DATA SUPPLIED Block Start

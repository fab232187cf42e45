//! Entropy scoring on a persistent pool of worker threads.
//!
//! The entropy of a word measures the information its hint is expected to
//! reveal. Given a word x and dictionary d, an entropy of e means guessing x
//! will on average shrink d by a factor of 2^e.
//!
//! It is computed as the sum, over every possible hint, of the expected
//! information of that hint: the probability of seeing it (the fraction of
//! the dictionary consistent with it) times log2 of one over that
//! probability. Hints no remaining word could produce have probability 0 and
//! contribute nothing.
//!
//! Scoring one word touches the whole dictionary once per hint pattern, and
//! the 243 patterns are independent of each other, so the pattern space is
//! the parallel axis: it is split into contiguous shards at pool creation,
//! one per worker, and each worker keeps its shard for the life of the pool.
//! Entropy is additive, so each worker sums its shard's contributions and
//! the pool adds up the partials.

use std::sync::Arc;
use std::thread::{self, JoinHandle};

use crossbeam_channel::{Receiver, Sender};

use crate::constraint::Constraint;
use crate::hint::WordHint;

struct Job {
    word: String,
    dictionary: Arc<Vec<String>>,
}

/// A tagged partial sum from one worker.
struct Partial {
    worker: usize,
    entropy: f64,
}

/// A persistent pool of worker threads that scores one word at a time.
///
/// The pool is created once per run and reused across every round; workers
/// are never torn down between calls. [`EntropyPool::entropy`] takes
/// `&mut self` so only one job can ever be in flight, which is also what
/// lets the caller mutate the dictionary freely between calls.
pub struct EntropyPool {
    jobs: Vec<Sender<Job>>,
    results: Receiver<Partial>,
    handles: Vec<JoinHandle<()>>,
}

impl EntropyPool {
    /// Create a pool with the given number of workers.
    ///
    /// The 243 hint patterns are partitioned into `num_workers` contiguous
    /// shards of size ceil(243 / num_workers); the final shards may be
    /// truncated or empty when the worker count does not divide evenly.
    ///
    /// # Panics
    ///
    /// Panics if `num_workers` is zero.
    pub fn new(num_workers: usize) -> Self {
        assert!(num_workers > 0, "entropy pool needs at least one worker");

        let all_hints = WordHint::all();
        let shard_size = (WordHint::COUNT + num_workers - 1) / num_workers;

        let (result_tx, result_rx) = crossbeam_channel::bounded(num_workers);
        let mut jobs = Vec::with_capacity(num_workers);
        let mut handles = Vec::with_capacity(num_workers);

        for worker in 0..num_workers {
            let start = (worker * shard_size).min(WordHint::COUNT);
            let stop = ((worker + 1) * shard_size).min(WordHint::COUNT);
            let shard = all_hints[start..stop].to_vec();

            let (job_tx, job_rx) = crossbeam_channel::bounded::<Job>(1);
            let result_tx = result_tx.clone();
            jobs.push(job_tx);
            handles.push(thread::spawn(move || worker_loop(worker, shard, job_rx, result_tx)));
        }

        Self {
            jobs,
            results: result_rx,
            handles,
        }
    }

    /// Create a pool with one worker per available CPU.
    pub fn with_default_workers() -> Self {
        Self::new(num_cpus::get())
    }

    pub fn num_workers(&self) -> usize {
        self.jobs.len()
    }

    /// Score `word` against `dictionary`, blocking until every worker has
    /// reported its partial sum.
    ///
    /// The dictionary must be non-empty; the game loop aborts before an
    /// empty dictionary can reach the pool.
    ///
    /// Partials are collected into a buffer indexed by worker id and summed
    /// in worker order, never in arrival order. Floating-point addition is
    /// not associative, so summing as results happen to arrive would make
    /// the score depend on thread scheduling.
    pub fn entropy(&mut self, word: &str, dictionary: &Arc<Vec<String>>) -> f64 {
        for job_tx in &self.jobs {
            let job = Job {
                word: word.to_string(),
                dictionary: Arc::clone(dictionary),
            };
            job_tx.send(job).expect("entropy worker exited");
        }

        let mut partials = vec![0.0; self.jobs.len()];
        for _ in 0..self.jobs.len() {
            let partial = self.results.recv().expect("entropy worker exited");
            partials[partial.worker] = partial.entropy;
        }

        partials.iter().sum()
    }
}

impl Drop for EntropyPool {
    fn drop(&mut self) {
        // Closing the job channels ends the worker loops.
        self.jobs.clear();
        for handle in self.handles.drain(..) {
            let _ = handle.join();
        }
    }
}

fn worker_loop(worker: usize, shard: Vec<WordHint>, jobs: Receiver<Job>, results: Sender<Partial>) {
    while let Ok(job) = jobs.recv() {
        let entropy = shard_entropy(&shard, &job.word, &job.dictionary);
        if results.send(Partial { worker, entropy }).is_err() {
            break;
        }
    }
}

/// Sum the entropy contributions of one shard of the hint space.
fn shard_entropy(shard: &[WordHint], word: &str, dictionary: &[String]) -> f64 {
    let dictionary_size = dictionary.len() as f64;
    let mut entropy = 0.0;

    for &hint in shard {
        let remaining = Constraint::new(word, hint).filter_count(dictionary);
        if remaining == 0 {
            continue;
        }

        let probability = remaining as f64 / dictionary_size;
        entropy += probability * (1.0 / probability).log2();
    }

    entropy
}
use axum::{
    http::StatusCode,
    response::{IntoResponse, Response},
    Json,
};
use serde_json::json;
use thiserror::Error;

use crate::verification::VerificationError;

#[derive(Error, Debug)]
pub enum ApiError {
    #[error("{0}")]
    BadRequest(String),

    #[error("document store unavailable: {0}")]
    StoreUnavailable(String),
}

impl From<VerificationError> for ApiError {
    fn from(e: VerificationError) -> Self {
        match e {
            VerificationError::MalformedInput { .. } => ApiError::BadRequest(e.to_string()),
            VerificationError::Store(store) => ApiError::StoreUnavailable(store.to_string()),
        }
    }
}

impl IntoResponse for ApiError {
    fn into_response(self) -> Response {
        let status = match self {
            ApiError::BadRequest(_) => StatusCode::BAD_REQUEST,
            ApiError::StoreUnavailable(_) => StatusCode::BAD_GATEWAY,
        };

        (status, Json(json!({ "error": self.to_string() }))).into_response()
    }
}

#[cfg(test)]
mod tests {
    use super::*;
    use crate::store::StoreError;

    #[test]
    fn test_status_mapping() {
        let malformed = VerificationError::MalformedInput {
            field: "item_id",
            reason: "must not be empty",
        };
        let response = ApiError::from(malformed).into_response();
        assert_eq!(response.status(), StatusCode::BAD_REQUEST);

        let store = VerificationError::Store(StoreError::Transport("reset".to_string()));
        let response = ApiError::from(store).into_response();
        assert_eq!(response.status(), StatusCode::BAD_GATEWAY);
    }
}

DATA SUPPLIED Block End

ABOUT THIS EXERCISE: Output exactly the lines of the records from the first through the one bearing "of the expected", both ends included.

SOLUTION TO THIS TASK:
repository fab232187cf42e45
//! Entropy scoring on a persistent pool of worker threads.
//!
//! The entropy of a word measures the information its hint is expected to
//! reveal. Given a word x and dictionary d, an entropy of e means guessing x
//! will on average shrink d by a factor of 2^e.
//!
//! It is computed as the sum, over every possible hint, of the expected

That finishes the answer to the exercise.